== Segment start ==
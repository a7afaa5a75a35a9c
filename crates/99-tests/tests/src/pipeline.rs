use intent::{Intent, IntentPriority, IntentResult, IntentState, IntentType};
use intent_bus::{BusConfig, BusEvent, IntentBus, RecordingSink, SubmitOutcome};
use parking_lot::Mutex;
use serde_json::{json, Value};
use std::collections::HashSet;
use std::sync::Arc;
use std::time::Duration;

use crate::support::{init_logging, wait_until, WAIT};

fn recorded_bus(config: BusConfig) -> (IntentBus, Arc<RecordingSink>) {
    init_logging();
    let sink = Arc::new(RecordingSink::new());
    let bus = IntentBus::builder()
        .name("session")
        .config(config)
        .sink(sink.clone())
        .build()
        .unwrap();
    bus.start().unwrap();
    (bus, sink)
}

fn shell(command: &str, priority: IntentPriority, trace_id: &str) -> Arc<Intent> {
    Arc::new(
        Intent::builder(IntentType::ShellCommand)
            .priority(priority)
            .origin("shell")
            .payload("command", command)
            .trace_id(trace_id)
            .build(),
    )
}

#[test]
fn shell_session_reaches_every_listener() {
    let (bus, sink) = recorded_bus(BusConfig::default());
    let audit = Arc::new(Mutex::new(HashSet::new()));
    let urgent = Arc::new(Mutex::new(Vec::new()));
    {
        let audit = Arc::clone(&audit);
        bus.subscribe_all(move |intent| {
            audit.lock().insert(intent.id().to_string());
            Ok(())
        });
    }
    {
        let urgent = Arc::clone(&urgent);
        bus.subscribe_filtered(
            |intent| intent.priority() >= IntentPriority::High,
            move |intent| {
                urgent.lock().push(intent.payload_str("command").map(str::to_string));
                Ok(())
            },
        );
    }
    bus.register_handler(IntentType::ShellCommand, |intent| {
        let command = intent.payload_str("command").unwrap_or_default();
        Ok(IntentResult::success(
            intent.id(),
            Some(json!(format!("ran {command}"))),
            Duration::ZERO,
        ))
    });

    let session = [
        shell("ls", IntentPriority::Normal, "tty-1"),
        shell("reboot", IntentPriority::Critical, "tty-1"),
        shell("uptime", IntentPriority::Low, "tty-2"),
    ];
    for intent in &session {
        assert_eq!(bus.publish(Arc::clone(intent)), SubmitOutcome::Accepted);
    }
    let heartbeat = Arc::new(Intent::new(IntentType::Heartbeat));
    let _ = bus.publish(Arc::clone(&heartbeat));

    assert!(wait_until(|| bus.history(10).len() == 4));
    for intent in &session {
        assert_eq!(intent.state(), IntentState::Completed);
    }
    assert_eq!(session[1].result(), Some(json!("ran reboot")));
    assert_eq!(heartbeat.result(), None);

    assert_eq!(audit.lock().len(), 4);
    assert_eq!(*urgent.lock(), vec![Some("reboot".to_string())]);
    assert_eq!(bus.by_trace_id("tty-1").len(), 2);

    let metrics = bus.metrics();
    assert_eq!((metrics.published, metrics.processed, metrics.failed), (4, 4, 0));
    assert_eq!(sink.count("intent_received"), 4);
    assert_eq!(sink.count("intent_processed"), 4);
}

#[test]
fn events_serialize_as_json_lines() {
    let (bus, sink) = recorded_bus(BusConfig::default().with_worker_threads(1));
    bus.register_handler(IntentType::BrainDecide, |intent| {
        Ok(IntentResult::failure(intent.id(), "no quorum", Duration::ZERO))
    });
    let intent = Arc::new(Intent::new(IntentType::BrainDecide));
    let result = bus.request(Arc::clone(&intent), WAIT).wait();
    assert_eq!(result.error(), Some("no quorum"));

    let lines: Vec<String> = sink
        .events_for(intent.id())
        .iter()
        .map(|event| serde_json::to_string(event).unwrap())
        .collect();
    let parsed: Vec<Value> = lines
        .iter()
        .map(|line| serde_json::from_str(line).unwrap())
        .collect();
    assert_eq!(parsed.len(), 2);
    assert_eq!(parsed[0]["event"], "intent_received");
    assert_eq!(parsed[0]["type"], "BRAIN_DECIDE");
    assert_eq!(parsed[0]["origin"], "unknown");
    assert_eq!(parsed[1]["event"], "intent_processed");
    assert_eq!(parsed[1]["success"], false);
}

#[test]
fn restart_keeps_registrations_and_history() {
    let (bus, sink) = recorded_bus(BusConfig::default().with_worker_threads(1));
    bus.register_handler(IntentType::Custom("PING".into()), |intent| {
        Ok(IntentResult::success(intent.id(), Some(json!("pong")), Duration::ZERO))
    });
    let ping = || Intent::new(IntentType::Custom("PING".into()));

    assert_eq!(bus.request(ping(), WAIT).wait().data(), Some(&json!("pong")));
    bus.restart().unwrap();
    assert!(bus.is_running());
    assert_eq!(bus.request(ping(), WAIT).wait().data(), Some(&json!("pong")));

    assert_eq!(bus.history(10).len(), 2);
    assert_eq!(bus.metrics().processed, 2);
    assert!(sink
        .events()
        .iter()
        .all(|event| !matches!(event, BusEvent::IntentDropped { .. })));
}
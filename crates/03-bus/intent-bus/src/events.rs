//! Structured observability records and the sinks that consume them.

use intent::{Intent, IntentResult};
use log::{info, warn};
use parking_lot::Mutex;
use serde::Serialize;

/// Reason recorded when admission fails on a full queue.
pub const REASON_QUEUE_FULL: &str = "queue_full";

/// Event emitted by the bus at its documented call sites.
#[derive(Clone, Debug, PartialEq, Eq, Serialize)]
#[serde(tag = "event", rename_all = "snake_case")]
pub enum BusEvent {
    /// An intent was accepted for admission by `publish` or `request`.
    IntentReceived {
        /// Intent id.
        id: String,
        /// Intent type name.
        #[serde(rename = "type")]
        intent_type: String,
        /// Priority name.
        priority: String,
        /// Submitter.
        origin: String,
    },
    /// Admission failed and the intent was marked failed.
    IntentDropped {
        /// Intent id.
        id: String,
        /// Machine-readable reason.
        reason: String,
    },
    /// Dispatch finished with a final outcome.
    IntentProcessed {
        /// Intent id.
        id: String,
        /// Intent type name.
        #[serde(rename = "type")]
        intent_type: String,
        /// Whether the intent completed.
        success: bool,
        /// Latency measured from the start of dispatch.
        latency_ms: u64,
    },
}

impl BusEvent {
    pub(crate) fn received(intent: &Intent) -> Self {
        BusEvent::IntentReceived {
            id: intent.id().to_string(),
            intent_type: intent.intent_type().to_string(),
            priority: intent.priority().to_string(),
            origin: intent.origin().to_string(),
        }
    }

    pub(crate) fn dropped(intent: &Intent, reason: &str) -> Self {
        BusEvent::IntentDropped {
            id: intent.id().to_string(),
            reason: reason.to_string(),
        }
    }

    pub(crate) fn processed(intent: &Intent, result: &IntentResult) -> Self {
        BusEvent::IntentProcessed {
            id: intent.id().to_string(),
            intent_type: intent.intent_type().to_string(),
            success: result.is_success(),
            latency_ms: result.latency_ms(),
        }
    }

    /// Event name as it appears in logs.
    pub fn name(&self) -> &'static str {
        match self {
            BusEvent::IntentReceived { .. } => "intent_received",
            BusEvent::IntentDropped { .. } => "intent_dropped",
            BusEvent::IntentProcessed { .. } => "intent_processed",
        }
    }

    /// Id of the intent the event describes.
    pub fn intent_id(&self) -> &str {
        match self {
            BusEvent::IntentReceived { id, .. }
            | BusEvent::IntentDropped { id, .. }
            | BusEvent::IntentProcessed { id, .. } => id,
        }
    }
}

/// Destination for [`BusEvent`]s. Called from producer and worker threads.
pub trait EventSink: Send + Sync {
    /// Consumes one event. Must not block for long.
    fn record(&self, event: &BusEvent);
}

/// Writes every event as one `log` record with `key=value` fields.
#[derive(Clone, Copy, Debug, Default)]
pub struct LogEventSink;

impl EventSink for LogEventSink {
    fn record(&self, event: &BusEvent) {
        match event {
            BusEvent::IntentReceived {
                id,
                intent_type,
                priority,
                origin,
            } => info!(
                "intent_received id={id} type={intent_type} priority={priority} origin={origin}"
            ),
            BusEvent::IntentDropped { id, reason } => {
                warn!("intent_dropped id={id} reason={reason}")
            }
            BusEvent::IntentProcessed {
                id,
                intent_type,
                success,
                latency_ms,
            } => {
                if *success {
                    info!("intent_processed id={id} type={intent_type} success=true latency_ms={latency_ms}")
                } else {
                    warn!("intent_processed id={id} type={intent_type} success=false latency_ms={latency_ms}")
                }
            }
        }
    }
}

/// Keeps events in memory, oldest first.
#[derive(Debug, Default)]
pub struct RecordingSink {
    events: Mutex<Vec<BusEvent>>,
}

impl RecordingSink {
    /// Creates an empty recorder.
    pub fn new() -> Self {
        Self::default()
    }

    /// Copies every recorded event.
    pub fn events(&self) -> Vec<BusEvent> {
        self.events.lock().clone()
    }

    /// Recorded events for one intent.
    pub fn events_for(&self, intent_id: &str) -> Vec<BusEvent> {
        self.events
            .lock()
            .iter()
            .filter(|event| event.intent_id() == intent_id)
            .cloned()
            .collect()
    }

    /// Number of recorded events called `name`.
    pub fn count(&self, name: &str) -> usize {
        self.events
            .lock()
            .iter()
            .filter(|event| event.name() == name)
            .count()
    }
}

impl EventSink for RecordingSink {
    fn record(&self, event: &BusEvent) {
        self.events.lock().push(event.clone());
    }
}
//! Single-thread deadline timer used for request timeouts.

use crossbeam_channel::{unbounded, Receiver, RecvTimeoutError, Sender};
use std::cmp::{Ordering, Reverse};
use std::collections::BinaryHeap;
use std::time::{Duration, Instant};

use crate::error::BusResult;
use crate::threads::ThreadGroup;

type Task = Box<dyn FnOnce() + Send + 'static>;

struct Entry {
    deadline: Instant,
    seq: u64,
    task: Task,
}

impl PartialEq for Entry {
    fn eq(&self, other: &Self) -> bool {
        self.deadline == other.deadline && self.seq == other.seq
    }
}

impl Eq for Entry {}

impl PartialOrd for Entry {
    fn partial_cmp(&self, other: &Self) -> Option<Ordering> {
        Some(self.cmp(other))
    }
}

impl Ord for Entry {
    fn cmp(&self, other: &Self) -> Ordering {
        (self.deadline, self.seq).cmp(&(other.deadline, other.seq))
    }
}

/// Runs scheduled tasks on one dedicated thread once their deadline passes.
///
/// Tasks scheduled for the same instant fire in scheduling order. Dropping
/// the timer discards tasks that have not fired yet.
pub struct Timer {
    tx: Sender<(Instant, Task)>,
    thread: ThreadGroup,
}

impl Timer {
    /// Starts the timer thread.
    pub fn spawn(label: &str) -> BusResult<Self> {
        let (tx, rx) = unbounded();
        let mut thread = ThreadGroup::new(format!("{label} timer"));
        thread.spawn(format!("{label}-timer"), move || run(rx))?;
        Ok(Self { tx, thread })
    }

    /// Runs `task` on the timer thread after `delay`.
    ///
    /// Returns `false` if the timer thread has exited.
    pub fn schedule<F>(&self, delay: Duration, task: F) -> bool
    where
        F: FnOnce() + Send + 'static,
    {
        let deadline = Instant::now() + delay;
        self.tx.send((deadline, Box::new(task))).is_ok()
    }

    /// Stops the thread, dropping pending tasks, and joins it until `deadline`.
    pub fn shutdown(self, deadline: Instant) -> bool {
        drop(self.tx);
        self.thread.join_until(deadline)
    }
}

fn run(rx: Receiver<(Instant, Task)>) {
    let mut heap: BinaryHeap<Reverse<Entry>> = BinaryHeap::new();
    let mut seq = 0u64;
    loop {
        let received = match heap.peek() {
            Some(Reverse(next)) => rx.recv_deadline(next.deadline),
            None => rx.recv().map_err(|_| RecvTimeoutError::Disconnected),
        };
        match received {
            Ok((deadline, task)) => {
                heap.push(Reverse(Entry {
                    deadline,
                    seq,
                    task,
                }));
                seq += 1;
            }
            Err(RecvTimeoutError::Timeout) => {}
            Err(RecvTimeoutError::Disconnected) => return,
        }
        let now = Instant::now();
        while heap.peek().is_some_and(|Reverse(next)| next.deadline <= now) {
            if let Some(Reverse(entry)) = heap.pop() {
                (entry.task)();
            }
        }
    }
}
== Segment end ==
== Segment start ==
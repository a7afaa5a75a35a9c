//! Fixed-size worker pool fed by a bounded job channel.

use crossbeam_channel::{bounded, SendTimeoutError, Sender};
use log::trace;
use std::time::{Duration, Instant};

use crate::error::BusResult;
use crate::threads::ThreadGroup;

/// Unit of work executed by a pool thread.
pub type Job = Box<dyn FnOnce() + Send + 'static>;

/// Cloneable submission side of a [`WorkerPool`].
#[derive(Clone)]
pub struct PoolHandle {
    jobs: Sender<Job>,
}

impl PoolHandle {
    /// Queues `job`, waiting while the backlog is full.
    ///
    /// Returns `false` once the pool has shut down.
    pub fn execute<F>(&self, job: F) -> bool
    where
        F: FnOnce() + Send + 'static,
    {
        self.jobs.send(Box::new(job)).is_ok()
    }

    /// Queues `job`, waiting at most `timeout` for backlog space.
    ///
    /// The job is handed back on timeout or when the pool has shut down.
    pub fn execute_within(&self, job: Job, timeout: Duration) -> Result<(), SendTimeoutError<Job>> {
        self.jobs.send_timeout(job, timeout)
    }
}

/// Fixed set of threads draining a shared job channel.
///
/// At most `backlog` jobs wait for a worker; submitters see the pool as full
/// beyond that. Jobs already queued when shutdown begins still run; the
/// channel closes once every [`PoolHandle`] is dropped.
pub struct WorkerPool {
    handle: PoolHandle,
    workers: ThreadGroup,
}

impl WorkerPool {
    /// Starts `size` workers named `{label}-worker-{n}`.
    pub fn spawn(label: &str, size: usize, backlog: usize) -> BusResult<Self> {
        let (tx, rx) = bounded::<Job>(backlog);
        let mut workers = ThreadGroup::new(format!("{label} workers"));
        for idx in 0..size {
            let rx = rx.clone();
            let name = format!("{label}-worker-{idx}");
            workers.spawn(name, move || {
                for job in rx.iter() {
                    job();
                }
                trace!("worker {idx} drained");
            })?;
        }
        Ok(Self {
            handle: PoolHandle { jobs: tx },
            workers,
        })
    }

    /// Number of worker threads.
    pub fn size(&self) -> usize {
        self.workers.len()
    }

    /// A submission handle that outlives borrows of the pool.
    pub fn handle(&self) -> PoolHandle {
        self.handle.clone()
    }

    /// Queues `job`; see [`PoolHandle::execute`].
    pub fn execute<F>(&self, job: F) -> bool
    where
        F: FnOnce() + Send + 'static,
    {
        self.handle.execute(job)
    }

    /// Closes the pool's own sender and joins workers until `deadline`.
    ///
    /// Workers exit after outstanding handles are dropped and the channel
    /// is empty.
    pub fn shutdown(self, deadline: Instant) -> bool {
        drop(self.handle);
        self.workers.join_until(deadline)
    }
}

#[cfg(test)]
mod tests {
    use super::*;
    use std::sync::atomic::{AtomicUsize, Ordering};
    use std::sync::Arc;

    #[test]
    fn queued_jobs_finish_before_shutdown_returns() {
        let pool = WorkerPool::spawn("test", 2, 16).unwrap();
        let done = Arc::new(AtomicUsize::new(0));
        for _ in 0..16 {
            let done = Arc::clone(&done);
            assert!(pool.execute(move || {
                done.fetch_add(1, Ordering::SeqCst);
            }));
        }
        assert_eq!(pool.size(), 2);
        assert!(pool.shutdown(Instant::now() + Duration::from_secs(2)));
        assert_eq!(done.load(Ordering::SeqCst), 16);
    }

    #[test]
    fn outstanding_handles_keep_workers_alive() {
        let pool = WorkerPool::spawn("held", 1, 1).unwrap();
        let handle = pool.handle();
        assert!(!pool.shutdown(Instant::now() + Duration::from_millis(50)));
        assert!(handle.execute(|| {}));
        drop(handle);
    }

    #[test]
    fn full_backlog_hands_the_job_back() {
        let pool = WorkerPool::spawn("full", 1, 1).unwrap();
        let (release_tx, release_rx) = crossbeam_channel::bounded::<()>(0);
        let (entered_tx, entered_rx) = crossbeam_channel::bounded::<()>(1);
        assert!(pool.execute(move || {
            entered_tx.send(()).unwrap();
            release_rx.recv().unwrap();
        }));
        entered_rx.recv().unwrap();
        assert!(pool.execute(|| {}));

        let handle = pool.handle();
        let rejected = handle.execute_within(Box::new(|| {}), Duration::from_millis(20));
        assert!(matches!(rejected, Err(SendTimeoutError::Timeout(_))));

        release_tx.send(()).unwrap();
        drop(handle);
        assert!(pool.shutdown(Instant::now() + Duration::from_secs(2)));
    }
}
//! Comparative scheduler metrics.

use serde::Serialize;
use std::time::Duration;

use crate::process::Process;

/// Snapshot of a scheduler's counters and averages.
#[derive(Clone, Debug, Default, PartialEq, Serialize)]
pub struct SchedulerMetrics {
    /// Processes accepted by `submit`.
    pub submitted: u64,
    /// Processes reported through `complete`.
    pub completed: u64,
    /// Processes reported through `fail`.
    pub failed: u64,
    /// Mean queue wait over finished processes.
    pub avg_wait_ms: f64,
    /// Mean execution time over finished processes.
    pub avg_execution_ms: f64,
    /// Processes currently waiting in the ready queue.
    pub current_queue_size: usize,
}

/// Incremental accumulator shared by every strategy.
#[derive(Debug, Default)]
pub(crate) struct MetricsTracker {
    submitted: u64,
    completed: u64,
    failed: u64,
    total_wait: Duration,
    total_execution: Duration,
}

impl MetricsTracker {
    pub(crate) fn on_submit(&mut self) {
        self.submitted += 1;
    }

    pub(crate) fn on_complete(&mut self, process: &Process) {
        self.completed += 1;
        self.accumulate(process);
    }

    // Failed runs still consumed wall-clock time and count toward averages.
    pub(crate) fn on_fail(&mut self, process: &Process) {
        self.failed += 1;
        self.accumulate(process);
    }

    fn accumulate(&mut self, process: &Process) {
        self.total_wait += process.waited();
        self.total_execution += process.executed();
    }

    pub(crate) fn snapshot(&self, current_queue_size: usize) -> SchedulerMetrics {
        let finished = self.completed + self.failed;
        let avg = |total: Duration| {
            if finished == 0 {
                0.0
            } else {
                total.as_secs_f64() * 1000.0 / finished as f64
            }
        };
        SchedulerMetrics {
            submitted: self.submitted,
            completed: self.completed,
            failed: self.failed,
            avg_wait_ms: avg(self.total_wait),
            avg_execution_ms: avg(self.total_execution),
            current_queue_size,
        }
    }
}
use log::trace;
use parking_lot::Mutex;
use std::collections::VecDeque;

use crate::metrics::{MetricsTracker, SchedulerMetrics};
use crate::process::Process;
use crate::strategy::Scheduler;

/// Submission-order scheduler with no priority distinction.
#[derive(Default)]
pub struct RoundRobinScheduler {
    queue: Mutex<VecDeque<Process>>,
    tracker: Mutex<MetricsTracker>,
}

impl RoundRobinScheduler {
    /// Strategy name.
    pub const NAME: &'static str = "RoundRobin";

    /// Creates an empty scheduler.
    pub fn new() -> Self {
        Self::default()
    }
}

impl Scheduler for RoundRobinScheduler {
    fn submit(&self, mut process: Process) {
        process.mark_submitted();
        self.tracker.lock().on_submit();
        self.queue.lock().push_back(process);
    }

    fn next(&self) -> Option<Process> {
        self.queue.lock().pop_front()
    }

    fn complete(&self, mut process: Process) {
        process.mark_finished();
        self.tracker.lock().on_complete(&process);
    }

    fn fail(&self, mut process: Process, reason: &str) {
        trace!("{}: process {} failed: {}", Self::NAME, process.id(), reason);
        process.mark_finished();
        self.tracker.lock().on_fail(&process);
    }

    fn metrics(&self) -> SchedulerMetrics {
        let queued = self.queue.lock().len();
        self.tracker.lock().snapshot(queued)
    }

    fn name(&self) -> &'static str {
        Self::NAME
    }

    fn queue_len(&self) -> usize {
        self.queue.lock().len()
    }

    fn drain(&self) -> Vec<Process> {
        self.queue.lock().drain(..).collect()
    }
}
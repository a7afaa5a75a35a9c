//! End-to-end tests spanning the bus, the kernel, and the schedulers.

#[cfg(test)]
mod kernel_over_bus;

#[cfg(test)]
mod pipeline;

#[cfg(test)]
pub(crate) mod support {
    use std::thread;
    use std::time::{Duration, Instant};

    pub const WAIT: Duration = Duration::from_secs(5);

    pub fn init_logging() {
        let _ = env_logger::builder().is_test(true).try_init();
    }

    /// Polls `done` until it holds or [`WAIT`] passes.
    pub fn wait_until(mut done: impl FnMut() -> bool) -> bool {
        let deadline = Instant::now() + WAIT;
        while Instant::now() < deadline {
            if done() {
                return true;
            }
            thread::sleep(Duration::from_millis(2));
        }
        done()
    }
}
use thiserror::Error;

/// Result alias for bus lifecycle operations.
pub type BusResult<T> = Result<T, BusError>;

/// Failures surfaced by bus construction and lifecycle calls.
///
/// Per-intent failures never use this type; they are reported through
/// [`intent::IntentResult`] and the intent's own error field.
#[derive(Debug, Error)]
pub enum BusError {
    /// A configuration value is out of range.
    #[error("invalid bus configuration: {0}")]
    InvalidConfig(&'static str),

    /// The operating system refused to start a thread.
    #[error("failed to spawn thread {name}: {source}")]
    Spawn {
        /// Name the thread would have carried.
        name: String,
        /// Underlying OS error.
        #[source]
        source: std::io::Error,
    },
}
== Segment end ==
ACTION ITEM:
Look over the data above and show each line that contains "builder".

ANSWER TO THE EXERCISE:
    let bus = IntentBus::builder()
        Intent::builder(IntentType::ShellCommand)
        let _ = env_logger::builder().is_test(true).try_init();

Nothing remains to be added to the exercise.